Top of Records provided
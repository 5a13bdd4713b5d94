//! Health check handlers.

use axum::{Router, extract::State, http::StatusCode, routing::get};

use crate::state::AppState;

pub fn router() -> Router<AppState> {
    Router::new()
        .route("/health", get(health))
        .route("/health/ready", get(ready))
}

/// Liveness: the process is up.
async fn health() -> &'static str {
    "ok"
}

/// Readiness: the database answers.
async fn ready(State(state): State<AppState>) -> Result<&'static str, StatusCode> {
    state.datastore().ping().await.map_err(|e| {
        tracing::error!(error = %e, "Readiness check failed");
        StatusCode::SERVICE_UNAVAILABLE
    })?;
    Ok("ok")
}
Bottom of Records provided
# What the task requires:
Give back exactly the lines from the line containing "async fn health()" to the end of the entries, and no other lines.

# Result below:
async fn health() -> &'static str {
    "ok"
}

/// Readiness: the database answers.
async fn ready(State(state): State<AppState>) -> Result<&'static str, StatusCode> {
    state.datastore().ping().await.map_err(|e| {
        tracing::error!(error = %e, "Readiness check failed");
        StatusCode::SERVICE_UNAVAILABLE
    })?;
    Ok("ok")
}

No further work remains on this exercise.